Embed key and TTL in robj #992

zuiderkwast · 2024-09-04T17:59:02Z

This is to prepare for storing robj in a new hash table implementation.

This includes replace dict with hashset in kvstore, db, expire, ...

The new hash table implementation doesn't have a "dict entry", nor does it have keys and values. It just has "elements". An element can effectively be anything that contains the key. The user provides a "get key" callback function in the hashsetType (same idea as the callbacks in dictType).

 Hash table
+-----------+        +----------------+
| 1         |        | Object with    |
| 2       ---------> | embedded key,  |
| 3         |        | value, LRU and |
+-----------+        | more...        |
                     +----------------+

To use an robj as a container for both key and value, we can embed the key into the robj. The robj (typedef'ed to struct serverObject) is accessed in very many places, so we can't easily make it opaque and change all the accesses to it. That would be very much work. Instead, we can add some extra fields (for optional embedded key and embedded TTL) and keep the existing fields. Wherever the robj is passed around in legacy code, an embedded key will just be ignored.

struct serverObject {
    unsigned type : 4;
    unsigned encoding : 4;
    unsigned lru : LRU_BITS; /* LRU_BITS = 24 */
    int refcount;
};

           robj
+-----------------------+
| type | encoding | LRU |
|-----------------------|
| refcount              |
|-----------------------|      +--------+
| ptr             ------------>| Value  |
+-----------------------+      +--------+

There's is already something called embedded string (obj->encoding = OBJ_ENCODING_EMBSTR, created by createEmbeddedStringObject) which allocates extra space after the struct, copies the string contents (an sds string) into the same allocation and points ptr to it. We can call this "embedded value" and it's not the same as an embedded key, which doesn't exist yet.

     robj with embedded value (legacy)
    +-----------------------+
    | type | encoding | LRU |
    |-----------------------|
    | refcount              |
    |-----------------------|
  ,---ptr                   |
 |  |-----------------------+
 |  | sds header            |
  `-> sds contents          |
    |                       |
    +-----------------------+

The sds strings are somewhat weird since they are pointers to the string contents, and they also have a header which is before the content (so internally, the sds library does s[-1] to look at the bytes before the content). That's why ptr points to the sds content, rather than to the sds header.

The ptr pointer takes up some space (8 bytes) in the struct and it would be possible to avoid it (by computing it instead), but it's accessed in thousands of places just like obj->ptr so let's leave it like that for now. We can still embed the key. We can avoid adding another pointer to the embedded key though, if we use the same method that was used in #541 to embed a key in dictEntry.

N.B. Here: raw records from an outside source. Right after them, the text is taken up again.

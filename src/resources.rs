//! MCP Resources exposing table contents.
//!
//! Every base table of the configured database is listed as one resource:
//!
//! - `mssql://{schema}.{table}/data` - First rows of the table as delimited text
//!
//! A bare table name (`mssql://Orders/data`) is also accepted on read and
//! resolves against the default schema.

use crate::constants::DEFAULT_SAMPLE_ROWS;
use crate::security::TableName;
use crate::server::MssqlMcpServer;
use rmcp::model::{AnnotateAble, RawResource, ReadResourceResult, Resource, ResourceContents};
use rmcp::ErrorData;
use tracing::{debug, error, info};

const URI_SCHEME: &str = "mssql://";
const DATA_SEGMENT: &str = "data";

/// Build one resource per base table.
///
/// Listing failures are logged and produce an empty list so that a
/// misconfigured server still answers `resources/list`.
pub async fn build_resource_list(server: &MssqlMcpServer) -> Vec<Resource> {
    match server.gate().list_tables().await {
        Ok(tables) => {
            info!("Found {} tables for resources", tables.len());
            tables.iter().map(|table| table_resource(table)).collect()
        }
        Err(e) => {
            error!("Failed to list resources: {}", e);
            Vec::new()
        }
    }
}

/// Read a table resource by URI.
pub async fn read_resource(
    server: &MssqlMcpServer,
    uri: &str,
) -> Result<ReadResourceResult, ErrorData> {
    info!("Reading resource: {}", uri);

    let table = parse_resource_uri(uri).map_err(|e| ErrorData::invalid_params(e.to_string(), None))?;

    let outcome = server
        .gate()
        .sample_table(&table.to_string(), DEFAULT_SAMPLE_ROWS)
        .await
        .map_err(|e| {
            error!("Database error reading resource {}: {}", uri, e);
            ErrorData::from(e)
        })?;

    debug!("Read resource {}", uri);

    Ok(ReadResourceResult {
        contents: vec![ResourceContents::text(outcome.to_text(), uri.to_string())],
    })
}

/// The resource URI for a table.
pub fn table_uri(table: &str) -> String {
    format!("{}{}/{}", URI_SCHEME, table, DATA_SEGMENT)
}

fn table_resource(table: &str) -> Resource {
    create_resource(
        &table_uri(table),
        &format!("Table: {}", table),
        &format!("Data in table: {}", table),
        "text/plain",
    )
}

/// Create a resource definition.
fn create_resource(uri: &str, name: &str, description: &str, mime_type: &str) -> Resource {
    let mut resource = RawResource::new(uri, name);
    resource.description = Some(description.to_string());
    resource.mime_type = Some(mime_type.to_string());
    resource.no_annotation()
}

// =========================================================================
// Resource URI Parsing
// =========================================================================

/// Error type for resource URI parsing with detailed context.
#[derive(Debug)]
struct ResourceParseError {
    uri: String,
    reason: ParseErrorReason,
}

/// Specific reasons why a resource URI parse failed.
#[derive(Debug)]
enum ParseErrorReason {
    /// URI does not start with mssql:// scheme
    InvalidScheme,
    /// No table segment
    EmptyPath,
    /// Second segment is not `data`
    UnknownResourceType { segment: String },
    /// Table segment failed identifier validation
    InvalidIdentifier { identifier: String, reason: String },
    /// Too many path segments
    TooManySegments { got: usize },
}

impl std::fmt::Display for ResourceParseError {
    fn fmt(&self, f: &mut std::fmt::Formatter<'_>) -> std::fmt::Result {
        write!(f, "Invalid resource URI '{}': ", self.uri)?;
        match &self.reason {
            ParseErrorReason::InvalidScheme => {
                write!(f, "URI must start with 'mssql://' scheme")
            }
            ParseErrorReason::EmptyPath => write!(f, "missing table name"),
            ParseErrorReason::UnknownResourceType { segment } => {
                write!(f, "unknown resource type '{}', expected 'data'", segment)
            }
            ParseErrorReason::InvalidIdentifier { identifier, reason } => {
                write!(f, "invalid identifier '{}': {}", identifier, reason)
            }
            ParseErrorReason::TooManySegments { got } => {
                write!(f, "too many path segments (expected 2, got {})", got)
            }
        }
    }
}

impl std::error::Error for ResourceParseError {}

/// Parse `mssql://{table}/data` into a validated table name.
fn parse_resource_uri(uri: &str) -> Result<TableName, ResourceParseError> {
    let fail = |reason| ResourceParseError {
        uri: uri.to_string(),
        reason,
    };

    let path = uri
        .strip_prefix(URI_SCHEME)
        .ok_or_else(|| fail(ParseErrorReason::InvalidScheme))?;

    let segments: Vec<&str> = path.split('/').collect();
    let table = match segments.first() {
        Some(t) if !t.is_empty() => *t,
        _ => return Err(fail(ParseErrorReason::EmptyPath)),
    };

    match segments.len() {
        1 => {}
        2 if segments[1] == DATA_SEGMENT => {}
        2 => {
            return Err(fail(ParseErrorReason::UnknownResourceType {
                segment: segments[1].to_string(),
            }))
        }
        got => return Err(fail(ParseErrorReason::TooManySegments { got })),
    }

    TableName::parse(table).map_err(|e| {
        fail(ParseErrorReason::InvalidIdentifier {
            identifier: table.to_string(),
            reason: e.to_string(),
        })
    })
}
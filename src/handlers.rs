//! ServerHandler implementation for the MSSQL MCP Server.
//!
//! This module implements the rmcp `ServerHandler` trait which defines how
//! the server responds to MCP protocol requests.

use crate::resources::{build_resource_list, read_resource};
use crate::server::MssqlMcpServer;
use rmcp::handler::server::ServerHandler;
use rmcp::model::{
    Implementation, ListResourcesResult, PaginatedRequestParam, ProtocolVersion,
    ReadResourceRequestParam, ReadResourceResult, ServerCapabilities, ServerInfo,
};
use rmcp::service::{RequestContext, RoleServer};
use rmcp::{tool_handler, ErrorData};
use tracing::info;

/// The `#[tool_handler]` macro wires up tool routing automatically.
/// It generates the `list_tools` and `call_tool` method implementations.
#[tool_handler]
impl ServerHandler for MssqlMcpServer {
    /// Server identification - called during initialization handshake.
    fn get_info(&self) -> ServerInfo {
        info!("MCP client requesting server info");

        ServerInfo {
            protocol_version: ProtocolVersion::LATEST,

            capabilities: ServerCapabilities::builder()
                .enable_tools()
                .enable_resources()
                .build(),

            server_info: Implementation {
                name: env!("CARGO_PKG_NAME").to_string(),
                title: Some("MSSQL MCP Server".to_string()),
                version: env!("CARGO_PKG_VERSION").to_string(),
                icons: None,
                website_url: None,
            },

            instructions: Some(build_instructions(self)),
        }
    }

    /// List one resource per base table.
    async fn list_resources(
        &self,
        _request: Option<PaginatedRequestParam>,
        _context: RequestContext<RoleServer>,
    ) -> Result<ListResourcesResult, ErrorData> {
        let resources = build_resource_list(self).await;

        Ok(ListResourcesResult {
            resources,
            next_cursor: None,
            meta: None,
        })
    }

    /// Read the first rows of a table.
    async fn read_resource(
        &self,
        request: ReadResourceRequestParam,
        _context: RequestContext<RoleServer>,
    ) -> Result<ReadResourceResult, ErrorData> {
        read_resource(self, &request.uri).await
    }
}

/// Build server instructions for the configured database.
fn build_instructions(server: &MssqlMcpServer) -> String {
    let mut instructions = String::new();

    instructions.push_str("# MSSQL MCP Server\n\n");
    instructions.push_str("This server provides access to a Microsoft SQL Server database.\n\n");

    match server.current_database() {
        Some(db) => instructions.push_str(&format!("**Configured database:** `{}`\n\n", db)),
        None => instructions.push_str(
            "**No database configured.** Set MSSQL_DATABASE before calling tools.\n\n",
        ),
    }

    instructions.push_str("### Tools\n");
    instructions.push_str("- `list-tables`: list base tables as schema.table\n");
    instructions.push_str("- `query-database`: run a SQL statement; bind values with `params` as @P1, @P2, ...\n");
    instructions.push_str("- `describe-table`: show the columns of a table\n\n");

    instructions.push_str("### Resources\n");
    instructions.push_str(&format!(
        "- `mssql://<schema.table>/data`: first {} rows of a table\n",
        crate::constants::DEFAULT_SAMPLE_ROWS
    ));

    instructions
}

To embed also a key (another sds string) into the same robj, let's put the key before the value, because the key never changes. It can just be deleted, and then the whole robj is deleted. The value can change though (shrink or grows, possibly be moved out to its own allocation).

Let's use a bit from refcount to flag that there's an embedded key. We can also embed TTL and add a "has ttl" flag.

 struct serverObject {
     unsigned type : 4;
     unsigned encoding : 4;
     unsigned lru : LRU_BITS; /* LRU_BITS = 24 */
-    int refcount;
+    unsigned hasexpire : 1;
+    unsigned hasembkey : 1;
+    int refcount : 29;
     void *ptr;
+    /* Embedded stuff */
 };

The data[] field isn't strictly needed, since it's zero size by default and it's possible to allocate more space and use it anyway, but with a data field, we can access the end of the struct like obj->data and &obj->data[offset].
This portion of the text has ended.